Por tamyres.matos

Rio - Sabemos, há alguns, anos que o Exame Nacional do Ensino Médio teve sua aplicação com o objetivo de avaliar o antigo Segundo Grau no Brasil. Em pouco tempo, a prova deixou de ser um instrumento avaliador para se estabelecer como comparativo entre as escolas, gerando uma competitividade entre elas e atraindo os olhares das famílias na escolha do espaço para o estudo dos filhos.

Não faltaram as comparações entre as escolas públicas e particulares. Esta última comparação já chega às raias da insensatez porque não há como mudar este panorama com um instrumento de avaliação. Qual a causa? Muito simples: os colégios particulares escolhem seus alunos, e os públicas recebem, na medida das vagas, crianças de todas as procedências, sem poder fazer seleção.

Num segundo passo, mais danoso ainda, dado que o Enem já estava estabelecido, o MEC passou a usar estes resultados para a seleção dos alunos para o Ensino Superior. Se foi uma medida boa por causa da unificação de grande parte desta seleção, por outro lado acabou de vez com a possibilidade de se usar um mesmo instrumento para avaliar o Ensino Médio.

Como as competições continuavam acirradas, e os gestores da Educação não quiseram enfrentar esta realidade de competição porque isso poderia questionar mais ainda a questão da avaliação do Ensino Médio, foi tomada uma medida na qual os resultados seriam divulgados sem o acréscimo da redação.

Pior a emenda, porque sem a redação a classificação pode e costuma ser diferente dos resultados completos. As escolas continuaram competindo com os resultados sem a redação.

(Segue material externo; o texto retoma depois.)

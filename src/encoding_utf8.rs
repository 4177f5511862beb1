//! LanMan password encoding on operating systems other than Windows.
//!
//! There is no system ANSI code page to consult here, so the uppercased password is passed on as
//! its UTF-8 bytes. ASCII passwords, the only ones LanMan was ever specified for, come out the
//! same on every platform.


/// Encodes the (already uppercased) password for the 14-byte LanMan buffer.
pub fn encode_ansi(text: &str) -> Option<Vec<u8>> {
    Some(text.as_bytes().to_vec())
}
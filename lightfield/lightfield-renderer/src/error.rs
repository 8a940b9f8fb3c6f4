//! Renderer error type.

/// Recoverable renderer failures. Contract violations (HZB dimension mismatch) stay assertions.
#[derive(thiserror::Error, Debug)]
pub enum RenderError {
    #[error("frame size must be non-zero, got {width}x{height}")]
    ZeroSized { width: u32, height: u32 },

    #[error("no frame resources: {0}")]
    NoFrame(&'static str),

    #[error("probe count {requested} exceeds the device array-layer limit {limit}")]
    ProbeLimit { requested: u32, limit: u32 },

    #[error("surface error: {0}")]
    Surface(String),

    #[error("device error: {0}")]
    Device(String),

    #[error("pipeline creation failed (needs a Vulkan, Metal or DX12 backend): {0}")]
    Pipeline(String),
}

pub type RenderResult<T> = Result<T, RenderError>;

impl RenderError {
    pub fn surface(msg: impl Into<String>) -> Self {
        Self::Surface(msg.into())
    }

    pub fn device(msg: impl Into<String>) -> Self {
        Self::Device(msg.into())
    }
}

/// Result of a validation error scope popped after pipeline creation. The shaders load
/// depth textures directly, which the GL backend rejects here.
pub fn pipeline_status(error: Option<wgpu::Error>) -> RenderResult<()> {
    match error {
        None => Ok(()),
        Some(e) => Err(RenderError::Pipeline(e.to_string())),
    }
}

#[cfg(test)]
mod tests {
    use super::*;

    #[test]
    fn messages_name_the_failure() {
        let e = RenderError::ProbeLimit { requested: 4096, limit: 2048 };
        assert_eq!(e.to_string(), "probe count 4096 exceeds the device array-layer limit 2048");
        let e = RenderError::ZeroSized { width: 0, height: 720 };
        assert!(e.to_string().contains("0x720"));
    }

    #[test]
    fn scope_errors_become_pipeline_errors() {
        assert!(pipeline_status(None).is_ok());
        let err = wgpu::Error::Validation {
            source: Box::new(std::io::Error::other("glsl")),
            description: "textureLoad from depth textures is not supported".into(),
        };
        let e = pipeline_status(Some(err)).unwrap_err();
        assert!(matches!(e, RenderError::Pipeline(_)));
        assert!(e.to_string().contains("Vulkan, Metal or DX12"));
    }
}
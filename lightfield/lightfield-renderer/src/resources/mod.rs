//! Frame resources: G-buffer (surface + motion channels), depth, shadow visibility, light buffer, HZB.

use wgpu::TextureView;

use crate::error::{RenderError, RenderResult};
use crate::hzb::HzbTexture;
use crate::shader::render_target;

pub const DEPTH_FORMAT: wgpu::TextureFormat = wgpu::TextureFormat::Depth32Float;
pub const LIGHT_BUFFER_FORMAT: wgpu::TextureFormat = wgpu::TextureFormat::Rgba16Float;
pub const VISIBILITY_FORMAT: wgpu::TextureFormat = wgpu::TextureFormat::R8Unorm;

/// Surface pass formats, in attachment order.
pub const SURFACE_FORMATS: [wgpu::TextureFormat; 4] = [
    wgpu::TextureFormat::Rgba8Unorm,
    wgpu::TextureFormat::Rgba8Unorm,
    wgpu::TextureFormat::Rgba8Unorm,
    wgpu::TextureFormat::Rgba16Float,
];

/// Motion pass formats, in attachment order.
pub const MOTION_FORMATS: [wgpu::TextureFormat; 3] = [
    wgpu::TextureFormat::Rg16Float,
    wgpu::TextureFormat::Rg16Float,
    wgpu::TextureFormat::Rgba16Float,
];

/// G-buffer channels. Also allocated at cube-face size by probe capture.
pub struct GBufferTargets {
    /// rgb albedo, a opacity.
    pub diffuse_opacity: wgpu::Texture,
    /// rgb specular reflectance, a roughness.
    pub specular_roughness: wgpu::Texture,
    pub emissive: wgpu::Texture,
    /// World-space normal, xyz.
    pub normal: wgpu::Texture,
    pub depth: wgpu::Texture,
    /// Current uv minus previous uv.
    pub motion: wgpu::Texture,
    /// (view depth, screen-space derivative).
    pub linear_z: wgpu::Texture,
    /// (octahedral normal xy, view depth, derivative).
    pub compact_normal_depth: wgpu::Texture,
    width: u32,
    height: u32,
}

impl GBufferTargets {
    pub fn new(device: &wgpu::Device, width: u32, height: u32) -> Self {
        let depth = device.create_texture(&wgpu::TextureDescriptor {
            label: Some("gbuffer_depth"),
            size: wgpu::Extent3d { width, height, depth_or_array_layers: 1 },
            mip_level_count: 1,
            sample_count: 1,
            dimension: wgpu::TextureDimension::D2,
            format: DEPTH_FORMAT,
            usage: wgpu::TextureUsages::RENDER_ATTACHMENT | wgpu::TextureUsages::TEXTURE_BINDING,
            view_formats: &[],
        });
        Self {
            diffuse_opacity: render_target(device, "gbuffer_diffuse_opacity", width, height, 1, SURFACE_FORMATS[0]),
            specular_roughness: render_target(device, "gbuffer_specular_roughness", width, height, 1, SURFACE_FORMATS[1]),
            emissive: render_target(device, "gbuffer_emissive", width, height, 1, SURFACE_FORMATS[2]),
            normal: render_target(device, "gbuffer_normal", width, height, 1, SURFACE_FORMATS[3]),
            depth,
            motion: render_target(device, "gbuffer_motion", width, height, 1, MOTION_FORMATS[0]),
            linear_z: render_target(device, "gbuffer_linear_z", width, height, 1, MOTION_FORMATS[1]),
            compact_normal_depth: render_target(device, "gbuffer_compact_normal_depth", width, height, 1, MOTION_FORMATS[2]),
            width,
            height,
        }
    }

    pub fn width(&self) -> u32 { self.width }
    pub fn height(&self) -> u32 { self.height }
    pub fn diffuse_opacity_view(&self) -> TextureView { self.diffuse_opacity.create_view(&Default::default()) }
    pub fn specular_roughness_view(&self) -> TextureView { self.specular_roughness.create_view(&Default::default()) }
    pub fn emissive_view(&self) -> TextureView { self.emissive.create_view(&Default::default()) }
    pub fn normal_view(&self) -> TextureView { self.normal.create_view(&Default::default()) }
    pub fn depth_view(&self) -> TextureView { self.depth.create_view(&Default::default()) }
    pub fn motion_view(&self) -> TextureView { self.motion.create_view(&Default::default()) }
    pub fn linear_z_view(&self) -> TextureView { self.linear_z.create_view(&Default::default()) }
    pub fn compact_normal_depth_view(&self) -> TextureView { self.compact_normal_depth.create_view(&Default::default()) }
}

pub struct FrameResources {
    pub gbuffer: GBufferTargets,
    pub visibility: wgpu::Texture,
    pub light_buffer: wgpu::Texture,
    pub hzb: HzbTexture,
    width: u32,
    height: u32,
}

impl FrameResources {
    /// Returns `existing` when the size matches, otherwise reallocates every size-dependent target.
    pub fn ensure_size(device: &wgpu::Device, existing: Option<Self>, width: u32, height: u32) -> RenderResult<Self> {
        if width == 0 || height == 0 {
            return Err(RenderError::ZeroSized { width, height });
        }
        if let Some(r) = existing {
            if r.width == width && r.height == height {
                return Ok(r);
            }
        }
        log::info!("frame resources: allocating {}x{}", width, height);
        Ok(Self {
            gbuffer: GBufferTargets::new(device, width, height),
            visibility: render_target(device, "shadow_visibility", width, height, 1, VISIBILITY_FORMAT),
            light_buffer: render_target(device, "light_buffer", width, height, 1, LIGHT_BUFFER_FORMAT),
            hzb: HzbTexture::new(device, width, height),
            width,
            height,
        })
    }

    pub fn width(&self) -> u32 { self.width }
    pub fn height(&self) -> u32 { self.height }
    pub fn visibility_view(&self) -> TextureView { self.visibility.create_view(&Default::default()) }
    pub fn light_buffer_view(&self) -> TextureView { self.light_buffer.create_view(&Default::default()) }
}
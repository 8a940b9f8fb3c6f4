//! Procedural scenes shared by the debug programs. Meshes are built straight into render-api types.

use std::collections::HashMap;

use glam::{Mat4, Vec3};
use render_api::{ExtractedMaterial, ExtractedMesh, ExtractedMeshes, ExtractedView, PointLight};

/// Interleaved position, normal, uv.
pub type Vertex = [f32; 8];

#[derive(Default)]
pub struct MeshBuilder {
    pub vertices: Vec<Vertex>,
    pub indices: Vec<u32>,
}

impl MeshBuilder {
    /// Rectangle spanned by half-extents `u` and `v` around `center`, facing `u x v`.
    pub fn quad(&mut self, center: Vec3, u: Vec3, v: Vec3) -> &mut Self {
        let n = u.cross(v).normalize();
        let base = self.vertices.len() as u32;
        let corners = [(-1.0, -1.0), (1.0, -1.0), (1.0, 1.0), (-1.0, 1.0)];
        for (su, sv) in corners {
            let p = center + u * su + v * sv;
            self.vertices.push([p.x, p.y, p.z, n.x, n.y, n.z, (su + 1.0) * 0.5, (sv + 1.0) * 0.5]);
        }
        self.indices.extend_from_slice(&[base, base + 1, base + 2, base, base + 2, base + 3]);
        self
    }

    /// Closed box with outward faces.
    pub fn cuboid(&mut self, center: Vec3, half: Vec3) -> &mut Self {
        let (x, y, z) = (Vec3::X * half.x, Vec3::Y * half.y, Vec3::Z * half.z);
        self.quad(center + x, -z, y)
            .quad(center - x, z, y)
            .quad(center + y, z, x)
            .quad(center - y, x, z)
            .quad(center + z, x, y)
            .quad(center - z, -x, y)
    }

    pub fn build(&self, entity_id: u64, transform: Mat4, material: ExtractedMaterial) -> ExtractedMesh {
        ExtractedMesh {
            entity_id,
            vertex_data: bytemuck::cast_slice(&self.vertices).to_vec(),
            index_data: bytemuck::cast_slice(&self.indices).to_vec(),
            transform: transform.to_cols_array(),
            visible: true,
            material,
        }
    }
}

fn diffuse(r: f32, g: f32, b: f32) -> ExtractedMaterial {
    ExtractedMaterial { base_color: [r, g, b, 1.0], roughness: 0.9, ..ExtractedMaterial::default() }
}

/// Room spanning x, z in [-1, 1] and y in [0, 2], open towards +Z, with a tall and a short block.
/// `spin` rotates the short block about Y so hosts can exercise motion vectors.
pub fn cornell_box(spin: f32) -> ExtractedMeshes {
    let mut meshes = HashMap::new();
    let mut add = |mesh: ExtractedMesh| {
        meshes.insert(mesh.entity_id, mesh);
    };

    let mut white = MeshBuilder::default();
    white
        .quad(Vec3::ZERO, Vec3::Z, Vec3::X)
        .quad(Vec3::new(0.0, 2.0, 0.0), Vec3::X, Vec3::Z)
        .quad(Vec3::new(0.0, 1.0, -1.0), Vec3::X, Vec3::Y);
    add(white.build(1, Mat4::IDENTITY, diffuse(0.73, 0.73, 0.73)));

    let mut left = MeshBuilder::default();
    left.quad(Vec3::new(-1.0, 1.0, 0.0), Vec3::NEG_Z, Vec3::Y);
    add(left.build(2, Mat4::IDENTITY, diffuse(0.65, 0.05, 0.05)));

    let mut right = MeshBuilder::default();
    right.quad(Vec3::new(1.0, 1.0, 0.0), Vec3::Z, Vec3::Y);
    add(right.build(3, Mat4::IDENTITY, diffuse(0.12, 0.45, 0.15)));

    let mut tall = MeshBuilder::default();
    tall.cuboid(Vec3::new(0.0, 0.6, 0.0), Vec3::new(0.3, 0.6, 0.3));
    add(tall.build(
        4,
        Mat4::from_translation(Vec3::new(-0.35, 0.0, -0.3)) * Mat4::from_rotation_y(0.3),
        ExtractedMaterial { base_color: [0.8, 0.8, 0.8, 1.0], specular: [0.9; 3], roughness: 0.15, emissive: [0.0; 3] },
    ));

    let mut short = MeshBuilder::default();
    short.cuboid(Vec3::new(0.0, 0.3, 0.0), Vec3::splat(0.3));
    add(short.build(5, Mat4::from_translation(Vec3::new(0.4, 0.0, 0.35)) * Mat4::from_rotation_y(-0.3 + spin), diffuse(0.73, 0.73, 0.73)));

    let mut lamp = MeshBuilder::default();
    lamp.quad(Vec3::new(0.0, 1.99, 0.0), Vec3::X * 0.25, Vec3::Z * 0.25);
    add(lamp.build(6, Mat4::IDENTITY, ExtractedMaterial { emissive: [1.0; 3], ..diffuse(1.0, 1.0, 1.0) }));

    ExtractedMeshes { meshes }
}

pub fn cornell_light() -> PointLight {
    PointLight { position: [0.0, 1.8, 0.0], color: [6.0, 5.6, 5.0], radius: 4.0, falloff_exponent: 2.0 }
}

/// Camera circling the open side of the box.
pub fn orbit_view(angle: f32, size: (u32, u32)) -> ExtractedView {
    let (w, h) = size;
    let aspect = if h > 0 { w as f32 / h as f32 } else { 1.0 };
    let eye = Vec3::new(angle.sin() * 0.6, 1.0, 3.4 + angle.cos() * 0.2);
    let (near, far) = (0.1, 50.0);
    ExtractedView {
        view: Mat4::look_at_rh(eye, Vec3::new(0.0, 1.0, 0.0), Vec3::Y).to_cols_array(),
        proj: Mat4::perspective_rh(std::f32::consts::FRAC_PI_4, aspect, near, far).to_cols_array(),
        near,
        far,
        viewport_size: size,
        directional_light: None,
        point_lights: vec![cornell_light()],
        spot_lights: Vec::new(),
        sky_color: [0.02, 0.02, 0.03],
    }
}

#[cfg(test)]
mod tests {
    use super::*;

    fn position(v: &Vertex) -> Vec3 {
        Vec3::new(v[0], v[1], v[2])
    }

    #[test]
    fn triangles_wind_towards_their_normal() {
        let mut b = MeshBuilder::default();
        b.cuboid(Vec3::ZERO, Vec3::new(1.0, 2.0, 3.0)).quad(Vec3::ZERO, Vec3::Z, Vec3::X);
        for tri in b.indices.chunks(3) {
            let [a, c, d] = [tri[0], tri[1], tri[2]].map(|i| &b.vertices[i as usize]);
            let face = (position(c) - position(a)).cross(position(d) - position(a));
            let n = Vec3::new(a[3], a[4], a[5]);
            assert!(face.dot(n) > 0.0);
        }
    }

    #[test]
    fn cuboid_normals_point_outward() {
        let mut b = MeshBuilder::default();
        b.cuboid(Vec3::new(2.0, 0.0, 0.0), Vec3::splat(0.5));
        for v in &b.vertices {
            let n = Vec3::new(v[3], v[4], v[5]);
            assert!((position(v) - Vec3::new(2.0, 0.0, 0.0)).dot(n) > 0.0);
        }
    }

    #[test]
    fn room_faces_inward() {
        let scene = cornell_box(0.0);
        assert_eq!(scene.meshes.len(), 6);
        let center = Vec3::new(0.0, 1.0, 0.0);
        for id in [1u64, 2, 3] {
            let mesh = &scene.meshes[&id];
            let verts: Vec<Vertex> = bytemuck::pod_collect_to_vec(&mesh.vertex_data);
            for v in &verts {
                let n = Vec3::new(v[3], v[4], v[5]);
                assert!((center - position(v)).dot(n) > 0.0, "mesh {id}");
            }
        }
    }
}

Neste último ano tudo piorou porque, na divulgação dos dados, algumas escolas nem sequer apareceram, criando constrangimentos e permitindo questionamentos. A falta de cuidado, no entanto, ao divulgar resultados, criando constrangimentos pelas falhas do sistema que permite que algumas escolas não apareçam, é imperdoável.

Se quiserem acabar mesmo com as competições, basta enviar os resultados para os alunos e para os estabelecimentos, sem gerar comparações. A Educação, para ser eficaz precisa ter tranquilidade.

Este desassossego provocado pelas ondas das competições acaba por tirar a paz de adolescentes já desanimados com vários sistemas e atrapalhando o momento natalino para ser vivido junto aos seus entes queridos. Como está, até os resultados positivos geram dissabor.